What does vary between machine models is decidability of the halting problem. If we say "decidable" on its own, it means Turing-decidable, i.e., model $A$ above is Turing machines. For, e.g., $B$ is DFAs or PDAs, the halting problem is decidable: the machine always halts because it halts when it reaches the end of its input, the input is finite and the machine consumes one character of input at every step. For $B=$Turing machines, the well-known diagonalization argument proves undecidability, and this extends by reduction to any Turing-equivalent model of computation. That is, any model of computation that can simulate and be simulated by Turing machines.

The diagonalization proof has few assumptions – see Wikipedia for more details. There needs to be a coding of machines so they can be used as inputs to the machines themselves and the machines need to be able to simulate an "if" statement, loop forever, return a value, duplicate a value and be closed under subprograms (i.e., the model wouldn't become more powerful if you let machines call each other as subroutines). Therefore, no model of computation that has these properties can decide its own halting problem.

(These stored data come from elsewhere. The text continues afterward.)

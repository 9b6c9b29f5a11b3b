//! Variant search shared by the detector backends.
//!
//! Neither decoder has a notion of search effort, so the options are honored
//! by feeding each one extra copies of the image: inverted, rotated, and
//! downscaled. The results of all variants are deduplicated by text and capped.

use std::collections::HashSet;

use image::GrayImage;

use super::{DecodedBarcode, DetectError, DetectorOptions};

/// Shorter-side length above which downscaled copies are searched.
pub const DEFAULT_DOWNSCALE_THRESHOLD: u32 = 512;

/// An image transformation searched by a backend.
#[derive(Debug, Clone, Copy, PartialEq, Eq)]
pub(crate) enum Variant {
    Original,
    Inverted,
    Rotated,
    /// Shrunk by the given integer divisor.
    Downscaled(u32),
}

impl Variant {
    pub(crate) fn render(self, image: &GrayImage) -> GrayImage {
        match self {
            Variant::Original => image.clone(),
            Variant::Inverted => {
                let mut inverted = image.clone();
                image::imageops::invert(&mut inverted);
                inverted
            }
            Variant::Rotated => image::imageops::rotate90(image),
            Variant::Downscaled(divisor) => {
                let (w, h) = image.dimensions();
                image::imageops::thumbnail(image, (w / divisor).max(1), (h / divisor).max(1))
            }
        }
    }
}

/// List the variants to search, in order.
pub(crate) fn plan(
    width: u32,
    height: u32,
    options: &DetectorOptions,
    downscale_threshold: u32,
) -> Vec<Variant> {
    let mut variants = vec![Variant::Original];
    if options.try_invert {
        variants.push(Variant::Inverted);
    }
    if options.try_rotate {
        variants.push(Variant::Rotated);
    }
    if options.try_downscale {
        // Halve until the shorter side is at or below the threshold
        let mut side = width.min(height);
        let mut divisor = 1;
        while side > downscale_threshold {
            divisor *= 2;
            side /= 2;
            variants.push(Variant::Downscaled(divisor));
        }
    }
    variants
}

/// Run `decode` over every planned variant of `image`.
///
/// Stops early at `max_symbols`, or after the first productive variant when
/// `try_harder` is off. Formats the options do not accept are dropped before
/// they count against the cap.
pub(crate) fn search<F>(
    image: &GrayImage,
    options: &DetectorOptions,
    downscale_threshold: u32,
    mut decode: F,
) -> Result<Vec<DecodedBarcode>, DetectError>
where
    F: FnMut(&GrayImage) -> Result<Vec<DecodedBarcode>, DetectError>,
{
    let (width, height) = image.dimensions();
    if width == 0 || height == 0 {
        return Err(DetectError::EmptyImage { width, height });
    }

    let mut found = Vec::new();
    if options.max_symbols == 0 {
        return Ok(found);
    }

    let mut seen = HashSet::new();
    for variant in plan(width, height, options, downscale_threshold) {
        if found.len() >= options.max_symbols {
            break;
        }
        if !options.try_harder && !found.is_empty() {
            break;
        }

        let decoded = decode(&variant.render(image))?;
        log::trace!("{variant:?}: {} symbol(s) decoded", decoded.len());

        for barcode in decoded {
            if found.len() >= options.max_symbols {
                break;
            }
            if options.accepts(barcode.format) && seen.insert(barcode.text.clone()) {
                found.push(barcode);
            }
        }
    }

    Ok(found)
}

#[cfg(test)]
mod tests {
    use super::*;
    use crate::detect::BarcodeFormat;

    fn qr(text: &str) -> DecodedBarcode {
        DecodedBarcode::new(text, BarcodeFormat::QrCode)
    }

    #[test]
    fn test_plan_order() {
        let variants = plan(450, 300, &DetectorOptions::default(), 100);
        assert_eq!(
            variants,
            vec![
                Variant::Original,
                Variant::Inverted,
                Variant::Rotated,
                Variant::Downscaled(2),
                Variant::Downscaled(4),
            ]
        );
    }

    #[test]
    fn test_plan_respects_flags() {
        let opts = DetectorOptions {
            try_invert: false,
            try_rotate: false,
            try_downscale: false,
            ..Default::default()
        };
        assert_eq!(plan(1000, 1000, &opts, 100), vec![Variant::Original]);
    }

    #[test]
    fn test_small_image_skips_downscale() {
        let variants = plan(400, 300, &DetectorOptions::default(), DEFAULT_DOWNSCALE_THRESHOLD);
        assert!(!variants
            .iter()
            .any(|v| matches!(v, Variant::Downscaled(_))));
    }

    #[test]
    fn test_render_dimensions() {
        let img = GrayImage::new(100, 60);
        assert_eq!(Variant::Downscaled(4).render(&img).dimensions(), (25, 15));
        assert_eq!(Variant::Rotated.render(&img).dimensions(), (60, 100));
    }

    #[test]
    fn test_search_empty_image_errors() {
        let result = search(&GrayImage::new(0, 10), &DetectorOptions::default(), 512, |_| {
            Ok(Vec::new())
        });
        assert!(matches!(result, Err(DetectError::EmptyImage { .. })));
    }

    #[test]
    fn test_search_dedupes_and_caps() {
        let img = GrayImage::new(20, 20);
        let mut calls = 0;
        let found = search(&img, &DetectorOptions::default(), 512, |_| {
            calls += 1;
            Ok(vec![qr("a"), qr("a"), qr(&format!("v{calls}"))])
        })
        .unwrap();
        // Original, inverted, rotated
        assert_eq!(calls, 3);
        let texts: Vec<_> = found.iter().map(|b| b.text.as_str()).collect();
        assert_eq!(texts, vec!["a", "v1", "v2", "v3"]);

        let opts = DetectorOptions {
            max_symbols: 2,
            ..Default::default()
        };
        let capped = search(&img, &opts, 512, |_| Ok(vec![qr("a"), qr("b"), qr("c")])).unwrap();
        assert_eq!(capped.len(), 2);
    }

    #[test]
    fn test_search_stops_at_first_hit_without_try_harder() {
        let img = GrayImage::new(20, 20);
        let opts = DetectorOptions {
            try_harder: false,
            ..Default::default()
        };
        let mut calls = 0;
        let found = search(&img, &opts, 512, |_| {
            calls += 1;
            Ok(vec![qr("only")])
        })
        .unwrap();
        assert_eq!(calls, 1);
        assert_eq!(found.len(), 1);
    }

    #[test]
    fn test_search_filters_before_cap() {
        let img = GrayImage::new(20, 20);
        let opts = DetectorOptions {
            formats: vec![BarcodeFormat::Code128],
            max_symbols: 1,
            ..Default::default()
        };
        let found = search(&img, &opts, 512, |_| {
            Ok(vec![qr("skipped"), DecodedBarcode::new("kept", BarcodeFormat::Code128)])
        })
        .unwrap();
        assert_eq!(found, vec![DecodedBarcode::new("kept", BarcodeFormat::Code128)]);
    }

    #[test]
    fn test_search_propagates_decode_error() {
        let img = GrayImage::new(20, 20);
        let result = search(&img, &DetectorOptions::default(), 512, |_| {
            Err(DetectError::Backend("broken".into()))
        });
        assert!(matches!(result, Err(DetectError::Backend(_))));
    }
}
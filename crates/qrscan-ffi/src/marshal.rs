//! Result buffer construction and release.
//!
//! A result is three layers of allocation: the `ScanResult` box, a boxed slice
//! of `ScanCode`, and two `CString`s per code. [`free_result`] releases them
//! strictly inner to outer: strings, then the array, then the struct.

use std::ffi::CString;
use std::ptr;

use libc::c_int;
use qrscan_core::DecodedBarcode;

use crate::error::FfiError;
use crate::types::{ScanCode, ScanResult};

/// Copy `text` into a C string, cutting it at the first interior NUL.
fn to_c_string(text: &str) -> CString {
    let visible = text.split('\0').next().unwrap_or_default();
    CString::new(visible).unwrap_or_default()
}

/// Move decoded barcodes into a heap-allocated, caller-owned result.
///
/// An empty list yields `count == 0` and a null `results` pointer.
pub(crate) fn into_raw(barcodes: Vec<DecodedBarcode>) -> Result<*mut ScanResult, FfiError> {
    let count = c_int::try_from(barcodes.len())
        .map_err(|_| FfiError::TooManyResults(barcodes.len()))?;

    let results = if barcodes.is_empty() {
        ptr::null_mut()
    } else {
        let codes: Box<[ScanCode]> = barcodes
            .iter()
            .map(|barcode| ScanCode {
                content: to_c_string(&barcode.text).into_raw(),
                format: to_c_string(barcode.format.label()).into_raw(),
            })
            .collect();
        Box::into_raw(codes) as *mut ScanCode
    };

    Ok(Box::into_raw(Box::new(ScanResult { results, count })))
}

/// Release a result returned by any scan entry point.
///
/// Null is a no-op. A result with a null `results` array releases only the
/// top-level structure.
///
/// # Safety
///
/// `result` must be null or a pointer returned by this library that has not
/// been freed yet. The pointer must not be used after this call.
#[no_mangle]
pub unsafe extern "C" fn free_result(result: *mut ScanResult) {
    if result.is_null() {
        return;
    }

    let result = Box::from_raw(result);
    if !result.results.is_null() && result.count > 0 {
        let codes = Box::from_raw(ptr::slice_from_raw_parts_mut(
            result.results,
            result.count as usize,
        ));
        for code in codes.iter() {
            if !code.content.is_null() {
                drop(CString::from_raw(code.content));
            }
            if !code.format.is_null() {
                drop(CString::from_raw(code.format));
            }
        }
        drop(codes);
    }
    drop(result);
}
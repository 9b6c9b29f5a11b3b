//! qrscan Core - multi-strategy barcode scanning library
//!
//! This crate provides the scanning functionality behind the qrscan C bindings:
//! image acquisition, grayscale normalization, rescaling, and the scan loop that
//! re-runs a barcode detector at several resolutions and merges the results.
//!
//! # Pipeline
//!
//! 1. [`acquire`] produces a [`RasterImage`] from a file path or raw pixel bytes
//! 2. [`luminance`] collapses it to a single-channel grayscale image
//! 3. [`Scanner`] runs the [`Detector`] once at native resolution and once per
//!    configured scale factor, keeping the first result seen for each payload
//!
//! # Examples
//!
//! ```ignore
//! use qrscan_core::{acquire, Scanner};
//!
//! let raster = acquire::load_path("ticket.png")?;
//! let outcome = Scanner::new().scan(&raster)?;
//! for hit in outcome.iter() {
//!     println!("{}: {}", hit.barcode.format, hit.barcode.text);
//! }
//! ```

pub mod acquire;
pub mod config;
pub mod detect;
pub mod luminance;
pub mod resize;
pub mod scanner;

pub use acquire::{AcquireError, Channels, RasterImage, RasterLayout};
pub use config::ScanConfig;
pub use detect::{
    BarcodeFormat, Chain, DecodedBarcode, DetectError, Detector, DetectorOptions, QrDetector,
    StandardDetector, ZxingDetector,
};
pub use resize::FilterType;
pub use scanner::{ScanError, ScanHit, ScanOutcome, ScanPass, Scanner};

#[cfg(any(test, feature = "test-support"))]
#[doc(hidden)]
pub mod test_support;
//! Scan policy configuration.
//!
//! [`ScanConfig::default`] is the fixed policy: a native-resolution pass with
//! downscale search, then cubic-rescaled passes at 0.5x, 1.5x, 2x, 2.5x and 3x
//! without it, all with try-harder, rotation and inversion search and a
//! 20-symbol cap per pass.

use std::time::Duration;

use serde::{Deserialize, Serialize};

use crate::detect::{DetectorOptions, DEFAULT_MAX_SYMBOLS};
use crate::resize::FilterType;

/// Scale factors for the rescaled passes, in pass order.
pub const DEFAULT_SCALES: [f64; 5] = [0.5, 1.5, 2.0, 2.5, 3.0];

/// Scan policy for [`crate::Scanner`].
#[derive(Debug, Clone, PartialEq, Serialize, Deserialize)]
pub struct ScanConfig {
    /// Maximum symbols reported by each detector pass.
    pub max_symbols: usize,
    /// Detector try-harder mode for every pass.
    pub try_harder: bool,
    /// Soft deadline, checked before each rescaled pass.
    pub timeout: Option<Duration>,
    /// Scale factors for the passes after the native one, in order.
    pub scales: Vec<f64>,
    /// Enable downscale search on the native pass only.
    pub downscale_on_native_pass: bool,
    /// Resampling filter for the rescaled passes.
    pub filter: FilterType,
}

impl Default for ScanConfig {
    fn default() -> Self {
        Self {
            max_symbols: DEFAULT_MAX_SYMBOLS,
            try_harder: true,
            timeout: None,
            scales: DEFAULT_SCALES.to_vec(),
            downscale_on_native_pass: true,
            filter: FilterType::Cubic,
        }
    }
}

impl ScanConfig {
    /// Create the default scan policy.
    pub fn new() -> Self {
        Self::default()
    }

    /// Override the per-pass symbol cap. Zero keeps the default.
    pub fn with_max_symbols(mut self, max_symbols: usize) -> Self {
        self.max_symbols = if max_symbols == 0 {
            DEFAULT_MAX_SYMBOLS
        } else {
            max_symbols
        };
        self
    }

    pub fn with_try_harder(mut self, try_harder: bool) -> Self {
        self.try_harder = try_harder;
        self
    }

    pub fn with_timeout(mut self, timeout: Option<Duration>) -> Self {
        self.timeout = timeout;
        self
    }

    pub fn with_scales(mut self, scales: impl Into<Vec<f64>>) -> Self {
        self.scales = scales.into();
        self
    }

    /// Total number of detector passes, native included.
    pub fn pass_count(&self) -> usize {
        1 + self.scales.len()
    }

    /// Detector options for the native-resolution pass.
    pub fn native_options(&self) -> DetectorOptions {
        DetectorOptions {
            formats: Vec::new(),
            try_harder: self.try_harder,
            try_rotate: true,
            try_downscale: self.downscale_on_native_pass,
            try_invert: true,
            max_symbols: self.max_symbols,
        }
    }

    /// Detector options for the rescaled passes.
    pub fn scaled_options(&self) -> DetectorOptions {
        DetectorOptions {
            try_downscale: false,
            ..self.native_options()
        }
    }
}
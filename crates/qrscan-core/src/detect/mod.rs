//! Barcode detection seam.
//!
//! The scanner never decodes symbols itself. It hands a grayscale image and a
//! set of [`DetectorOptions`] to a [`Detector`] and merges whatever comes back.
//! The production detector is [`StandardDetector`]: the ZXing port (`rxing`)
//! for every supported symbology, followed by `rqrr` for QR codes.

mod chain;
mod qr;
mod search;
mod zxing;

use std::fmt;

use image::GrayImage;
use serde::{Deserialize, Serialize};
use thiserror::Error;

pub use chain::{Chain, StandardDetector};
pub use qr::QrDetector;
pub use search::DEFAULT_DOWNSCALE_THRESHOLD;
pub use zxing::ZxingDetector;

/// Default cap on symbols reported by a single detector call.
pub const DEFAULT_MAX_SYMBOLS: usize = 20;

/// Error types for detector backends.
#[derive(Debug, Error)]
pub enum DetectError {
    /// The image has a zero dimension.
    #[error("Cannot detect in an empty {width}x{height} image")]
    EmptyImage { width: u32, height: u32 },

    /// The backend panicked while processing the image.
    #[error("Detector panicked: {0}")]
    Panicked(String),

    /// The backend reported a failure of its own.
    #[error("Detector failure: {0}")]
    Backend(String),
}

/// Barcode symbology.
#[derive(Debug, Clone, Copy, PartialEq, Eq, Hash, Serialize, Deserialize)]
pub enum BarcodeFormat {
    Aztec,
    Codabar,
    Code39,
    Code93,
    Code128,
    DataBar,
    DataBarExpanded,
    DataMatrix,
    Ean8,
    Ean13,
    Itf,
    MaxiCode,
    Pdf417,
    QrCode,
    MicroQrCode,
    UpcA,
    UpcE,
}

impl BarcodeFormat {
    /// Every symbology a backend can report.
    pub const ALL: [BarcodeFormat; 17] = [
        BarcodeFormat::Aztec,
        BarcodeFormat::Codabar,
        BarcodeFormat::Code39,
        BarcodeFormat::Code93,
        BarcodeFormat::Code128,
        BarcodeFormat::DataBar,
        BarcodeFormat::DataBarExpanded,
        BarcodeFormat::DataMatrix,
        BarcodeFormat::Ean8,
        BarcodeFormat::Ean13,
        BarcodeFormat::Itf,
        BarcodeFormat::MaxiCode,
        BarcodeFormat::Pdf417,
        BarcodeFormat::QrCode,
        BarcodeFormat::MicroQrCode,
        BarcodeFormat::UpcA,
        BarcodeFormat::UpcE,
    ];

    /// Stable label reported across the C boundary.
    pub fn label(self) -> &'static str {
        match self {
            BarcodeFormat::Aztec => "Aztec",
            BarcodeFormat::Codabar => "Codabar",
            BarcodeFormat::Code39 => "Code39",
            BarcodeFormat::Code93 => "Code93",
            BarcodeFormat::Code128 => "Code128",
            BarcodeFormat::DataBar => "DataBar",
            BarcodeFormat::DataBarExpanded => "DataBarExpanded",
            BarcodeFormat::DataMatrix => "DataMatrix",
            BarcodeFormat::Ean8 => "EAN-8",
            BarcodeFormat::Ean13 => "EAN-13",
            BarcodeFormat::Itf => "ITF",
            BarcodeFormat::MaxiCode => "MaxiCode",
            BarcodeFormat::Pdf417 => "PDF417",
            BarcodeFormat::QrCode => "QRCode",
            BarcodeFormat::MicroQrCode => "MicroQRCode",
            BarcodeFormat::UpcA => "UPC-A",
            BarcodeFormat::UpcE => "UPC-E",
        }
    }

    /// Whether this is a linear (1D) symbology.
    pub fn is_linear(self) -> bool {
        matches!(
            self,
            BarcodeFormat::Codabar
                | BarcodeFormat::Code39
                | BarcodeFormat::Code93
                | BarcodeFormat::Code128
                | BarcodeFormat::DataBar
                | BarcodeFormat::DataBarExpanded
                | BarcodeFormat::Ean8
                | BarcodeFormat::Ean13
                | BarcodeFormat::Itf
                | BarcodeFormat::UpcA
                | BarcodeFormat::UpcE
        )
    }
}

impl fmt::Display for BarcodeFormat {
    fn fmt(&self, f: &mut fmt::Formatter<'_>) -> fmt::Result {
        f.write_str(self.label())
    }
}

/// A decoded payload and the symbology it was read from.
#[derive(Debug, Clone, PartialEq, Eq, Serialize, Deserialize)]
pub struct DecodedBarcode {
    /// Decoded text content.
    pub text: String,
    /// Symbology the payload was decoded from.
    pub format: BarcodeFormat,
}

impl DecodedBarcode {
    pub fn new(text: impl Into<String>, format: BarcodeFormat) -> Self {
        Self {
            text: text.into(),
            format,
        }
    }
}

/// Search effort and filtering for one detector call.
#[derive(Debug, Clone, PartialEq, Eq, Serialize, Deserialize)]
pub struct DetectorOptions {
    /// Symbologies to report. Empty means any.
    pub formats: Vec<BarcodeFormat>,
    /// Run every enabled search variant instead of stopping at the first hit.
    pub try_harder: bool,
    /// Also search the image rotated by 90 degrees.
    pub try_rotate: bool,
    /// Also search downscaled copies of large images.
    pub try_downscale: bool,
    /// Also search the inverted image (light modules on dark background).
    pub try_invert: bool,
    /// Maximum number of symbols to report.
    pub max_symbols: usize,
}

impl Default for DetectorOptions {
    fn default() -> Self {
        Self {
            formats: Vec::new(),
            try_harder: true,
            try_rotate: true,
            try_downscale: true,
            try_invert: true,
            max_symbols: DEFAULT_MAX_SYMBOLS,
        }
    }
}

impl DetectorOptions {
    /// Check whether results of `format` should be reported.
    pub fn accepts(&self, format: BarcodeFormat) -> bool {
        self.formats.is_empty() || self.formats.contains(&format)
    }
}

/// A barcode detection backend.
///
/// Implementations must not fail on a well-formed, non-empty image that simply
/// contains no symbols; that is an empty `Ok`.
pub trait Detector {
    fn detect(
        &self,
        image: &GrayImage,
        options: &DetectorOptions,
    ) -> Result<Vec<DecodedBarcode>, DetectError>;
}

impl<D: Detector + ?Sized> Detector for &D {
    fn detect(
        &self,
        image: &GrayImage,
        options: &DetectorOptions,
    ) -> Result<Vec<DecodedBarcode>, DetectError> {
        (**self).detect(image, options)
    }
}
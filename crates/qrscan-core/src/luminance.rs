//! Grayscale normalization using ITU-R BT.601 coefficients.
//!
//! Every scan pass works on a single-channel image. This module collapses RGB
//! and RGBA rasters to luminance once per scan; the alpha channel is ignored.

use image::GrayImage;

use crate::acquire::{AcquireError, Channels, RasterImage};

/// ITU-R BT.601 coefficient for red channel in luminance calculation.
pub const LUMINANCE_R: f32 = 0.299;

/// ITU-R BT.601 coefficient for green channel in luminance calculation.
pub const LUMINANCE_G: f32 = 0.587;

/// ITU-R BT.601 coefficient for blue channel in luminance calculation.
pub const LUMINANCE_B: f32 = 0.114;

/// Calculate luminance from u8 RGB values (0 to 255).
#[inline]
pub fn calculate_luminance_u8(r: u8, g: u8, b: u8) -> u8 {
    let lum = LUMINANCE_R * r as f32 + LUMINANCE_G * g as f32 + LUMINANCE_B * b as f32;
    lum.clamp(0.0, 255.0).round() as u8
}

/// Convert a raster to a single-channel grayscale image.
///
/// Grayscale input is passed through (copied into a `GrayImage`); color input
/// is converted pixel by pixel. Fails if `pixels` does not hold exactly
/// `width * height * channels` bytes.
pub fn to_grayscale(raster: &RasterImage) -> Result<GrayImage, AcquireError> {
    let expected = (raster.width as usize)
        .checked_mul(raster.height as usize)
        .and_then(|n| n.checked_mul(raster.channels.count()))
        .ok_or(AcquireError::InvalidDimensions {
            width: raster.width.into(),
            height: raster.height.into(),
        })?;
    if raster.pixels.len() != expected {
        return Err(AcquireError::BufferSize {
            expected,
            actual: raster.pixels.len(),
        });
    }

    let pixels = match raster.channels {
        Channels::Gray => raster.pixels.clone(),
        Channels::Rgb | Channels::Rgba => raster
            .pixels
            .chunks_exact(raster.channels.count())
            .map(|px| calculate_luminance_u8(px[0], px[1], px[2]))
            .collect(),
    };

    GrayImage::from_raw(raster.width, raster.height, pixels).ok_or(AcquireError::BufferSize {
        expected,
        actual: raster.pixels.len(),
    })
}
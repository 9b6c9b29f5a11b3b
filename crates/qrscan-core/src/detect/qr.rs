//! QR code detection backed by `rqrr`.
//!
//! `rqrr` finds and decodes QR Model 2 grids only. In the default chain it
//! runs after the ZXing backend and contributes codes that backend missed.

use image::GrayImage;
use rqrr::PreparedImage;

use super::search::{self, DEFAULT_DOWNSCALE_THRESHOLD};
use super::{BarcodeFormat, DecodedBarcode, DetectError, Detector, DetectorOptions};

/// QR code detector.
#[derive(Debug, Clone)]
pub struct QrDetector {
    downscale_threshold: u32,
}

impl Default for QrDetector {
    fn default() -> Self {
        Self::new()
    }
}

impl QrDetector {
    pub fn new() -> Self {
        Self {
            downscale_threshold: DEFAULT_DOWNSCALE_THRESHOLD,
        }
    }

    /// Use a custom shorter-side threshold for downscale search.
    pub fn with_downscale_threshold(threshold: u32) -> Self {
        Self {
            downscale_threshold: threshold.max(1),
        }
    }
}

/// Decode every QR grid rqrr can find in `image`.
fn decode_grids(image: &GrayImage) -> Vec<DecodedBarcode> {
    let (w, h) = image.dimensions();
    let mut prepared = PreparedImage::prepare_from_greyscale(w as usize, h as usize, |x, y| {
        image.get_pixel(x as u32, y as u32).0[0]
    });

    prepared
        .detect_grids()
        .into_iter()
        .filter_map(|grid| match grid.decode() {
            Ok((_, content)) => Some(DecodedBarcode::new(content, BarcodeFormat::QrCode)),
            Err(err) => {
                log::trace!("qr grid found but not decodable: {err:?}");
                None
            }
        })
        .collect()
}

impl Detector for QrDetector {
    fn detect(
        &self,
        image: &GrayImage,
        options: &DetectorOptions,
    ) -> Result<Vec<DecodedBarcode>, DetectError> {
        if !options.accepts(BarcodeFormat::QrCode) {
            let (width, height) = image.dimensions();
            if width == 0 || height == 0 {
                return Err(DetectError::EmptyImage { width, height });
            }
            return Ok(Vec::new());
        }

        search::search(image, options, self.downscale_threshold, |variant| {
            Ok(decode_grids(variant))
        })
    }
}
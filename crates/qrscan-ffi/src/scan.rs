//! Exported scan entry points.
//!
//! All four functions are synchronous: the scan runs on the calling thread and
//! the function returns when it is done. Any failure (unreadable image, bad
//! arguments, detector error or panic) returns null. A successful scan that
//! finds nothing returns a result with `count == 0`.

use std::ffi::CStr;
use std::path::PathBuf;
use std::slice;

use libc::{c_char, c_int};
use qrscan_core::{acquire, RasterImage, RasterLayout, ScanConfig, Scanner};

use crate::error::FfiError;
use crate::marshal;
use crate::runtime::run_guarded;
use crate::types::{read_config, ScanResult, ScannerConfig};

#[cfg(unix)]
fn path_from_c(path: &CStr) -> Result<PathBuf, FfiError> {
    use std::ffi::OsStr;
    use std::os::unix::ffi::OsStrExt;

    match path.to_bytes() {
        [] => Err(FfiError::InvalidPath),
        bytes => Ok(PathBuf::from(OsStr::from_bytes(bytes))),
    }
}

#[cfg(not(unix))]
fn path_from_c(path: &CStr) -> Result<PathBuf, FfiError> {
    match path.to_str() {
        Ok(s) if !s.is_empty() => Ok(PathBuf::from(s)),
        _ => Err(FfiError::InvalidPath),
    }
}

fn scan_to_raw(raster: &RasterImage, config: ScanConfig) -> Result<*mut ScanResult, FfiError> {
    let outcome = Scanner::with_config(config).scan(raster)?;
    marshal::into_raw(outcome.into_barcodes())
}

/// Scan an image file with the default policy.
///
/// # Safety
///
/// `path` must be null or a valid NUL-terminated string.
#[no_mangle]
pub unsafe extern "C" fn scan_image(path: *const c_char) -> *mut ScanResult {
    scan_image_with_config(path, std::ptr::null())
}

/// Scan an image file with an optional policy override.
///
/// Returns null if `path` is null, the file cannot be read or decoded, or the
/// scan fails.
///
/// # Safety
///
/// `path` must be null or a valid NUL-terminated string. `config` must be null
/// or point to a valid `ScannerConfig`.
#[no_mangle]
pub unsafe extern "C" fn scan_image_with_config(
    path: *const c_char,
    config: *const ScannerConfig,
) -> *mut ScanResult {
    run_guarded("scan_image", || {
        if path.is_null() {
            return Err(FfiError::NullArgument("path"));
        }
        let path = path_from_c(CStr::from_ptr(path))?;
        let config = read_config(config);

        let raster = acquire::load_path(&path)?;
        scan_to_raw(&raster, config)
    })
}

/// Scan raw interleaved 8-bit pixels with the default policy.
///
/// # Safety
///
/// `data` must be null or point to at least `width * height * channels`
/// readable bytes for the duration of the call.
#[no_mangle]
pub unsafe extern "C" fn scan_bytes(
    data: *const u8,
    width: c_int,
    height: c_int,
    channels: c_int,
) -> *mut ScanResult {
    scan_bytes_with_config(data, width, height, channels, std::ptr::null())
}

/// Scan raw interleaved 8-bit pixels with an optional policy override.
///
/// `channels` must be 1 (gray), 3 (RGB) or 4 (RGBA). The buffer is copied
/// before scanning and is not referenced after the call returns.
///
/// # Safety
///
/// `data` must be null or point to at least `width * height * channels`
/// readable bytes for the duration of the call. `config` must be null or
/// point to a valid `ScannerConfig`.
#[no_mangle]
pub unsafe extern "C" fn scan_bytes_with_config(
    data: *const u8,
    width: c_int,
    height: c_int,
    channels: c_int,
    config: *const ScannerConfig,
) -> *mut ScanResult {
    run_guarded("scan_bytes", || {
        // Validate the layout before touching the buffer
        let layout = RasterLayout::validate(width, height, channels)?;
        if data.is_null() {
            return Err(FfiError::NullArgument("data"));
        }
        let config = read_config(config);

        let pixels = slice::from_raw_parts(data, layout.byte_len());
        let raster = acquire::from_raw(layout, pixels)?;
        scan_to_raw(&raster, config)
    })
}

Note that this includes any model that can simulate a Turing machine, even if that model is more powerful. For example, consider the class $H$ of Turing-like machines with an oracle for the Turing machine halting problem. That is, the machines operate just like Turing machines but have a special instruction that can look at the tape and give an immediate yes or no answer to the question, "Does the ordinary Turing machine described there halt on the input described?" Thus, the machines are more strictly powerful than ordinary Turing machines. These oracle machines cannot decide their own halting problem, by the same diagonalization proof as for ordinary Turing machines. In fact, there's a strict, infinite hierarchy of machines: consider machines $H'$ that have an oracle for the $H$-halting probem, and then machines $H''$ with an oracle for the $H$-halting problem and... See Turing degree and the arithmetical hierarchy for more on that.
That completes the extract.